So in order to call a top level function from a dynamically loaded module in a non-suspend function the user basically has to specify a fallback action. Something like "Run this lambda only if all the necessary modules are loaded. Otherwise do this". That's because we cannot stop and wait until the module is loaded. Unlike suspend functions, where the compiler could just suspend the coroutine until the modules are loaded.
That's the essence of the proposal I've been talking before. Some concrete details are not ironed out yet - like in suspend functions should we load modules first, or do that on demand? In ordinary functions how should those special runners be called? Should they trigger module loading? etc. And yes, it is possible to do some optimizations automatically. But I reckon that unless certain code is marked as "should be loaded asynchronously", it is very easy to prevent that from happening by accident.
f
@anton.bannykh That sounds like a good approach. To be honest I have no idea how to elegant implement it in Kotlin. But an approach that loads async and allows me to run code until something is loaded vs when its finished loading and in case I use coroutines allow me to suspend till the module is loaded sounds good. Where it becomes harder is if the compiler can figure out that the async loaded chunk of code can be all moved into a separate module or if you still need to manual define the chunk’s itself. (obviously having the compiler figure out common code vs more unique code and move them automatic in chunks based on split points and potential other logic would be the best)

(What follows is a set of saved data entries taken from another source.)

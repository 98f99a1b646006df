/// HTTP検出クライアントアダプタ
///
/// リモート検出APIへmultipartで画像を送信し、構造化結果へ変換する。
/// 認証情報（licenseId）は構築時に注入された設定値から毎回付与される。
///
/// # ワイヤ契約
/// - リクエスト: multipart form（`image` パート任意、`licenseId` と
///   `returnDocument` は固定フィールド）
/// - レスポンス: JSON `{ "code": "OK" | "ERROR", "imageDocument": <base64>? }`
/// - 非2xxステータス ⇒ Transportエラー（このクライアントはリトライしない）

use base64::engine::general_purpose::STANDARD as BASE64;
use base64::Engine;
use reqwest::blocking::multipart::{Form, Part};
use reqwest::blocking::Client;
use serde::Deserialize;

use crate::domain::{
    ApiConfig, DetectionOutcome, DetectionPort, EncodedImage, ResponseCode, ScanError, ScanResult,
};

/// 検出APIレスポンスのワイヤ形式
#[derive(Debug, Deserialize)]
struct DetectDocumentResponse {
    code: ResponseCode,
    #[serde(rename = "imageDocument")]
    image_document: Option<String>,
}

/// HTTP検出クライアント
pub struct HttpDetectionClient {
    client: Client,
    endpoint: String,
    license_id: String,
    return_document: bool,
}

impl HttpDetectionClient {
    /// 設定から新しいクライアントを作成
    ///
    /// リクエストタイムアウトは `api.timeout_ms`。fire-and-forgetの
    /// スキャンモードでin-flight数が無制限に伸びないための上限になる。
    pub fn new(config: &ApiConfig) -> ScanResult<Self> {
        let client = Client::builder()
            .timeout(config.timeout())
            .build()
            .map_err(|e| {
                ScanError::Configuration(format!("Failed to build HTTP client: {}", e))
            })?;

        Ok(Self {
            client,
            endpoint: config.detect_endpoint(),
            license_id: config.license_id.clone(),
            return_document: config.return_document,
        })
    }
}

impl DetectionPort for HttpDetectionClient {
    fn submit(&self, image: Option<&EncodedImage>) -> ScanResult<DetectionOutcome> {
        let mut form = Form::new()
            .text("licenseId", self.license_id.clone())
            .text("returnDocument", self.return_document.to_string());

        if let Some(encoded) = image {
            let part = Part::bytes(encoded.data.clone())
                .file_name("image.png")
                .mime_str("image/png")
                .map_err(|e| ScanError::Transport(format!("Invalid image part: {}", e)))?;
            form = form.part("image", part);
        }

        let response = self
            .client
            .post(&self.endpoint)
            .multipart(form)
            .send()
            .map_err(|e| ScanError::Transport(e.to_string()))?;

        let status = response.status();
        if !status.is_success() {
            return Err(ScanError::Transport(format!("HTTP status {}", status)));
        }

        let body: DetectDocumentResponse = response
            .json()
            .map_err(|e| ScanError::Transport(format!("Invalid response body: {}", e)))?;

        outcome_from_response(body)
    }
}

/// ワイヤ形式から構造化結果への変換（base64デコード込み）
fn outcome_from_response(body: DetectDocumentResponse) -> ScanResult<DetectionOutcome> {
    let document = match body.image_document {
        Some(encoded) => Some(BASE64.decode(encoded.as_bytes()).map_err(|e| {
            ScanError::Detection(format!("Invalid base64 document payload: {}", e))
        })?),
        None => None,
    };

    Ok(DetectionOutcome {
        code: body.code,
        document,
    })
}

#[cfg(test)]
mod tests {
    use super::*;

    #[test]
    fn test_response_ok_with_document() {
        let body: DetectDocumentResponse =
            serde_json::from_str(r#"{ "code": "OK", "imageDocument": "AAA=" }"#)
                .expect("整形式のはず");
        let outcome = outcome_from_response(body).expect("デコード成功のはず");

        assert_eq!(outcome.code, ResponseCode::Ok);
        // "AAA=" は2バイトのゼロにデコードされる
        assert_eq!(outcome.document.unwrap(), vec![0u8, 0]);
    }

    #[test]
    fn test_response_ok_without_document() {
        let body: DetectDocumentResponse =
            serde_json::from_str(r#"{ "code": "OK" }"#).expect("整形式のはず");
        let outcome = outcome_from_response(body).expect("デコード成功のはず");

        assert!(outcome.is_ok());
        assert!(outcome.document.is_none());
    }

    #[test]
    fn test_response_error() {
        let body: DetectDocumentResponse =
            serde_json::from_str(r#"{ "code": "ERROR" }"#).expect("整形式のはず");
        let outcome = outcome_from_response(body).expect("変換成功のはず");

        assert_eq!(outcome.code, ResponseCode::Error);
        assert!(outcome.document.is_none());
    }

    #[test]
    fn test_invalid_base64_is_detection_error() {
        let body: DetectDocumentResponse =
            serde_json::from_str(r#"{ "code": "OK", "imageDocument": "!!not-base64!!" }"#)
                .expect("整形式のはず");
        let result = outcome_from_response(body);
        assert!(matches!(result, Err(ScanError::Detection(_))));
    }

    #[test]
    fn test_unknown_code_rejected() {
        let result: Result<DetectDocumentResponse, _> =
            serde_json::from_str(r#"{ "code": "MAYBE" }"#);
        assert!(result.is_err());
    }

    #[test]
    fn test_client_construction() {
        let config = ApiConfig::default();
        let client = HttpDetectionClient::new(&config).expect("構築成功のはず");
        assert_eq!(
            client.endpoint,
            "https://demo.mobbeel.com/mobbscan/detectDocument.json"
        );
        assert!(client.return_document);
    }
}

Maybe it can work with some file level annotation to mark a file to generate a new chunk and then somehow have some function construct to load that file and a definition from that file async (as you described above)
a
Great minds think alike - indeed making possible to mark a smaller chunk of code as a dynamically loaded entity is part of the proposal. Both for a file and for a package. I personally think that the file use case is more useful, because it should allow to load an existing JS library asynchrously without the need to create a separate module.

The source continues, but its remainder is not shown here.